The Random Years received criticism for its writing, which reviewers felt relied on clichés. The Tampa Bay Timess Eric Deggans panned the series as having "a serious case of sitcomitis", writing that the character types and the humor's focus on sex and dating were formulaic. Dismissing the show as a "pedestrian comedy", Allan Johnson for the Chicago Tribune questioned its purpose while criticizing the producers for not handling the matter in either an insightful or a funny manner. In the Fort Worth Star-Telegram, Ken Parish Perkins wrote that The Random Years was too generic to attract an audience and said it would only appeal to those who "get a kick out of watching ships sink". Critics unfavorably compared the series to the sitcom Friends. While reviewing its series premiere, the Seattle Post-Intelligencers John Levesque said The Random Years would "soon find its place among the other Friends pretenders in the great dustbin of shows lacking that magical combination of smart writing and lucky casting".

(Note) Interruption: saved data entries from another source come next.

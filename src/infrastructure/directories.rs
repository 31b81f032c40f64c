use std::{fs, path::PathBuf};

use anyhow::{Context, Result};

use crate::config::AppConfig;

#[derive(Debug, Clone)]
pub struct ResolvedPaths {
    pub logs_dir: PathBuf,
    pub store_root: PathBuf,
}

pub fn ensure_directories(config: &AppConfig) -> Result<ResolvedPaths> {
    let logs_dir = ensure_dir(&config.directories.logs_dir)?;
    let store_root = PathBuf::from(&config.store.root_dir);
    if !store_root.is_dir() {
        anyhow::bail!(
            "message store directory {} does not exist",
            store_root.display()
        );
    }

    let write_check = logs_dir.join(".write-test");
    fs::write(&write_check, b"ok")
        .with_context(|| format!("logs directory {} is not writable", logs_dir.display()))?;
    fs::remove_file(&write_check)?;
    Ok(ResolvedPaths {
        logs_dir,
        store_root: store_root.canonicalize().unwrap_or(store_root),
    })
}

fn ensure_dir(path: &str) -> Result<PathBuf> {
    let dir = PathBuf::from(path);
    if !dir.exists() {
        fs::create_dir_all(&dir).with_context(|| format!("failed to create directory {}", path))?;
    }
    Ok(dir.canonicalize().unwrap_or(dir))
}
// VWAP / TWAP block execution against a price path

use ndarray::Array1;
use serde::{Deserialize, Serialize};
use std::fmt;

use crate::error::{DeskError, DeskResult};

#[derive(Debug, Clone, Copy, PartialEq, Eq, Serialize, Deserialize)]
#[serde(rename_all = "UPPERCASE")]
pub enum Algorithm {
    Vwap,
    Twap,
}

impl fmt::Display for Algorithm {
    fn fmt(&self, f: &mut fmt::Formatter<'_>) -> fmt::Result {
        match self {
            Algorithm::Vwap => write!(f, "VWAP"),
            Algorithm::Twap => write!(f, "TWAP"),
        }
    }
}

/// One slice of the schedule, aligned with the input path
#[derive(Debug, Clone, Copy, PartialEq, Serialize, Deserialize)]
pub struct ScheduleRow {
    pub price: f64,
    pub volume: Option<f64>, // VWAP only
    pub qty_exec: f64,
}

#[derive(Debug, Clone, PartialEq, Serialize, Deserialize)]
pub struct ExecutionResult {
    pub algorithm: Algorithm,
    pub avg_price: f64,
    pub slippage_bps: f64,
    pub schedule: Vec<ScheduleRow>,
}

impl ExecutionResult {
    pub fn executed_qty(&self) -> f64 {
        self.schedule.iter().map(|r| r.qty_exec).sum()
    }

    /// Running executed quantity, one entry per slice
    pub fn cumulative_qty(&self) -> Vec<f64> {
        self.schedule
            .iter()
            .scan(0.0, |acc, r| {
                *acc += r.qty_exec;
                Some(*acc)
            })
            .collect()
    }
}

/// Split `target_qty` across slices in proportion to traded volume.
///
/// Slippage is measured against the VWAP of the full series.
pub fn vwap_execute(
    prices: &Array1<f64>,
    volumes: &Array1<f64>,
    target_qty: f64,
) -> DeskResult<ExecutionResult> {
    check_common(prices, target_qty)?;
    if volumes.len() != prices.len() {
        return Err(DeskError::invalid(
            "volumes",
            format!("length {} does not match {} prices", volumes.len(), prices.len()),
        ));
    }

    let total_volume = volumes.sum();
    if !(total_volume > 0.0) {
        return Err(DeskError::insufficient(format!(
            "total volume must be positive, got {}",
            total_volume
        )));
    }

    let weights = volumes / total_volume;
    let schedule_qty = &weights * target_qty;
    let avg_price = (prices * &schedule_qty).sum() / schedule_qty.sum();
    let bench = (prices * volumes).sum() / total_volume;

    let schedule = prices
        .iter()
        .zip(volumes.iter())
        .zip(schedule_qty.iter())
        .map(|((&price, &volume), &qty_exec)| ScheduleRow {
            price,
            volume: Some(volume),
            qty_exec,
        })
        .collect();

    Ok(ExecutionResult {
        algorithm: Algorithm::Vwap,
        avg_price,
        slippage_bps: slippage_bps(avg_price, bench)?,
        schedule,
    })
}

/// Split `target_qty` evenly across slices, ignoring volume.
///
/// Slippage is measured against the simple mean of the path.
pub fn twap_execute(prices: &Array1<f64>, target_qty: f64) -> DeskResult<ExecutionResult> {
    check_common(prices, target_qty)?;

    let n = prices.len();
    let schedule_qty = Array1::from_elem(n, target_qty / n as f64);
    let avg_price = (prices * &schedule_qty).sum() / target_qty;
    let bench = prices.sum() / n as f64;

    let schedule = prices
        .iter()
        .zip(schedule_qty.iter())
        .map(|(&price, &qty_exec)| ScheduleRow {
            price,
            volume: None,
            qty_exec,
        })
        .collect();

    Ok(ExecutionResult {
        algorithm: Algorithm::Twap,
        avg_price,
        slippage_bps: slippage_bps(avg_price, bench)?,
        schedule,
    })
}

/// Deviation of `avg_price` from `benchmark`, in basis points
pub fn slippage_bps(avg_price: f64, benchmark: f64) -> DeskResult<f64> {
    if benchmark == 0.0 || !benchmark.is_finite() {
        return Err(DeskError::invalid("benchmark", format!("cannot measure slippage against {}", benchmark)));
    }
    Ok((avg_price - benchmark) / benchmark * 10_000.0)
}

fn check_common(prices: &Array1<f64>, target_qty: f64) -> DeskResult<()> {
    if prices.is_empty() {
        return Err(DeskError::insufficient("price path is empty"));
    }
    if target_qty == 0.0 || !target_qty.is_finite() {
        return Err(DeskError::invalid("target_qty", "must be finite and non-zero"));
    }
    Ok(())
}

The cast's performances were highlighted by some reviewers. Newsdays Noel Holston praised Murray for conveying "effortless slacker charm", and wrote that he elevated the Antiques Roadshow strip poker scene to be the first episode's only highlight. Despite being critical of the rest of the cast, Gallo appreciated Cigliuti's comic timing and believed her appearance would appeal to male viewers. Terry Kelleher said Cigliuti added a much-needed female presence to the mostly male cast, and praised Murray's delivery of his jokes and Friedle's likability. Other critics had more negative reviews for the cast. Kelleher and The Baltimore Suns David Zurawik criticized Ackerman's performance; Zurawik believed he was unconvincing as an idiot savant, while Kelleher thought he "pushes his oddball caricature too hard". Ann Hodges for the Houston Chronicle dismissed the cast as a "gang of lightweight newcomers" who could not act.